Living in low income neighbourhoods could be challenging in more ways than one, especially when compared to the conditions of living in other regularised buildings. Women who live in slums, not only have to worry every day about managing basic amenities like water, that is not available at their door steps, but they also need to deal with the imminent threats of demolitions and sexual abuse and molestations, that follow almost as a pattern.

Speaking at the meeting, Sushila Gulab Kale, a resident of Jai Ambe Nagar in Govandi, said, “When we are evicted from our homes without notice, we are left on the roads, with no toilet facility. It puts our safety at risk in several ways, including possibilities of sexual molestation”

Additionally, pregnant women have to face more hardships. “My daughter gave birth to her child three days after our house was demolished by the government. We spent nights without shelter. No words can explain the pain that we went through after eviction” said Fatima, another resident who works as a sweeper on sub-contract with the Mumbai municipal corporation, present at the meeting. Fatima lamented on the tragedy and contradiction of her work and her living conditions, “I clean gutters throughout the day. But in our slums, we are forced to defecate in the open. Even then, people living in high-rise buildings adjacent to the open ground where we defecate throw stones at us. You tell us what are we supposed to do? Shall we not defecate and allow our stomachs to swell,” she asked. Fatima feels that even though people like her are the ones who are helping the government with its Swacch Bharat mission, it is they who suffer most, without any systematic intervention in their situation.

Several women from neighbouring settlements of Anna Bhau Sathe Nagar, Mandala, Bheemchhaya and Sanjay Nagar came forward to give testimonies about similar difficulties.

In a press release, the National Alliance of People’s Movements (NAPM) highlighted the perils of housing in Mumbai. It said, “Housing, which is a basic necessity, has simply been reduced to a commodity. It implies that if one can afford to buy a house only then he/she will have a house and if one cannot afford to buy a house then there is no provision to get the protection of even a minimum shelter.” NAPM says that the commoditization of housing is the reason for the existence of slum housing and closely linked to urban poverty. It draws attention to the terminology that is evolved around slums and said that it is meant to ridicule those who were living in it.
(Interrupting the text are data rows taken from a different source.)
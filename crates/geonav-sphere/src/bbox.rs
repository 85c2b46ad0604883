//! Axis-aligned bounds of a shell.

use geonav_math::{normalize_degrees, Point3};
use geonav_solid::BoundingBox;

use crate::SphereParams;

/// Smallest axis-aligned box around the shell described by `params`.
pub fn compute_bounding_box(params: &SphereParams) -> BoundingBox {
    let rmax = params.rmax();
    let rmin = params.rmin();
    if params.is_full_sphere() {
        return BoundingBox::cube(rmax);
    }

    let (t1, t2) = (params.theta1(), params.theta2());
    let (st1, st2) = (t1.to_radians().sin(), t2.to_radians().sin());

    // Radii of the shell's projection onto the XY plane
    let mut outer_min = (rmax * st1).min(rmax * st2);
    let mut outer_max = (rmax * st1).max(rmax * st2);
    let inner_min = (rmin * st1).min(rmin * st2);
    let mut inner_max = (rmin * st1).max(rmin * st2);
    if t1 <= 90.0 && t2 >= 90.0 {
        outer_max = rmax;
        inner_max = rmin;
    }
    outer_min = outer_min.min(inner_min);
    outer_max = outer_max.max(inner_max);

    let (phi1, dphi) = (params.phi1(), params.dphi());
    let (s1, c1) = phi1.to_radians().sin_cos();
    let (s2, c2) = (phi1 + dphi).to_radians().sin_cos();
    let xs = [outer_max * c1, outer_max * c2, outer_min * c1, outer_min * c2];
    let ys = [outer_max * s1, outer_max * s2, outer_min * s1, outer_min * s2];
    let mut xmin = xs.iter().copied().fold(f64::INFINITY, f64::min);
    let mut xmax = xs.iter().copied().fold(f64::NEG_INFINITY, f64::max);
    let mut ymin = ys.iter().copied().fold(f64::INFINITY, f64::min);
    let mut ymax = ys.iter().copied().fold(f64::NEG_INFINITY, f64::max);

    // Widen to the full projected radius wherever the wedge spans an axis
    let spans = |axis: f64| normalize_degrees(axis - phi1) <= dphi;
    if spans(0.0) {
        xmax = outer_max;
    }
    if spans(90.0) {
        ymax = outer_max;
    }
    if spans(180.0) {
        xmin = -outer_max;
    }
    if spans(270.0) {
        ymin = -outer_max;
    }

    let (ct1, ct2) = (t1.to_radians().cos(), t2.to_radians().cos());
    let zs = [rmin * ct1, rmax * ct1, rmin * ct2, rmax * ct2];
    let zmin = zs.iter().copied().fold(f64::INFINITY, f64::min);
    let zmax = zs.iter().copied().fold(f64::NEG_INFINITY, f64::max);

    BoundingBox::from_extents(Point3::new(xmin, ymin, zmin), Point3::new(xmax, ymax, zmax))
}

#[cfg(test)]
mod tests {
    use super::*;
    use approx::assert_abs_diff_eq;

    #[test]
    fn test_full_sphere_is_cube() {
        let p = SphereParams::shell(3.0, 10.0).unwrap();
        let b = compute_bounding_box(&p);
        assert_abs_diff_eq!(b.dx(), 10.0);
        assert_abs_diff_eq!(b.dy(), 10.0);
        assert_abs_diff_eq!(b.dz(), 10.0);
        assert_abs_diff_eq!(b.origin().coords.norm(), 0.0);
    }

    #[test]
    fn test_upper_hemisphere() {
        let p = SphereParams::new(0.0, 10.0, 0.0, 90.0, 0.0, 360.0).unwrap();
        let b = compute_bounding_box(&p);
        assert_abs_diff_eq!(b.min().x, -10.0, epsilon = 1e-9);
        assert_abs_diff_eq!(b.max().y, 10.0, epsilon = 1e-9);
        assert_abs_diff_eq!(b.min().z, 0.0, epsilon = 1e-9);
        assert_abs_diff_eq!(b.max().z, 10.0, epsilon = 1e-9);
        assert_abs_diff_eq!(b.origin().z, 5.0, epsilon = 1e-9);
    }

    #[test]
    fn test_quarter_shell() {
        let p = SphereParams::new(5.0, 10.0, 0.0, 180.0, 0.0, 90.0).unwrap();
        let b = compute_bounding_box(&p);
        assert_abs_diff_eq!(b.min().x, 0.0, epsilon = 1e-9);
        assert_abs_diff_eq!(b.max().x, 10.0, epsilon = 1e-9);
        assert_abs_diff_eq!(b.min().y, 0.0, epsilon = 1e-9);
        assert_abs_diff_eq!(b.max().y, 10.0, epsilon = 1e-9);
        assert_abs_diff_eq!(b.min().z, -10.0, epsilon = 1e-9);
        assert_abs_diff_eq!(b.max().z, 10.0, epsilon = 1e-9);
    }

    #[test]
    fn test_wrapping_wedge_band() {
        // Equatorial band 60..120 in a wedge wrapping through 0
        let p = SphereParams::new(0.0, 2.0, 60.0, 120.0, 330.0, 30.0).unwrap();
        let b = compute_bounding_box(&p);
        assert_abs_diff_eq!(b.max().x, 2.0, epsilon = 1e-9);
        assert_abs_diff_eq!(b.min().x, 0.0, epsilon = 1e-9);
        assert_abs_diff_eq!(b.max().y, 1.0, epsilon = 1e-9);
        assert_abs_diff_eq!(b.min().y, -1.0, epsilon = 1e-9);
        assert_abs_diff_eq!(b.max().z, 1.0, epsilon = 1e-9);
        assert_abs_diff_eq!(b.min().z, -1.0, epsilon = 1e-9);
    }

    #[test]
    fn test_box_encloses_samples() {
        let p = SphereParams::new(1.0, 3.0, 20.0, 70.0, 100.0, 200.0).unwrap();
        let b = compute_bounding_box(&p);
        let (lo, hi) = (b.min(), b.max());
        for i in 0..=10 {
            for j in 0..=10 {
                for r in [1.0, 2.0, 3.0] {
                    let t = (20.0 + 5.0 * i as f64).to_radians();
                    let f = (100.0 + 10.0 * j as f64).to_radians();
                    let q = Point3::new(r * t.sin() * f.cos(), r * t.sin() * f.sin(), r * t.cos());
                    for k in 0..3 {
                        assert!(q[k] >= lo[k] - 1e-9 && q[k] <= hi[k] + 1e-9);
                    }
                }
            }
        }
    }
}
It added that the demolition of these settlements was not eradicating poverty but, in fact, has forced people to become “homeless, voiceless and invisible” population of the city who actually help sustain it. This aspect was closely linked to the women residing in these neighbourhoods who face multiple levels of marginalisation due to their socio-economic situation.

Voicing the collective anger towards politicians who make false promises before elections, Maya Sutar, a dweller of Jai Ambe Nagar said, “We have spent several years seeing politicians come to us with folded hands and promise us better facilities. After the elections, everyone forgets us. The only things the politicians leave behind are words. Shall we hold the words, like we hold air? They simply betray us!”

The women resolved to fight for their rights, “Though we are suffering, we have not given up. We will fight and we will win”, said Jameela Begum of Sathe Nagar slum and who also moderated the public meeting. Girija Gupte and Mary Antony of Jagrut Kamgar Manch were invited as guests in the public meeting.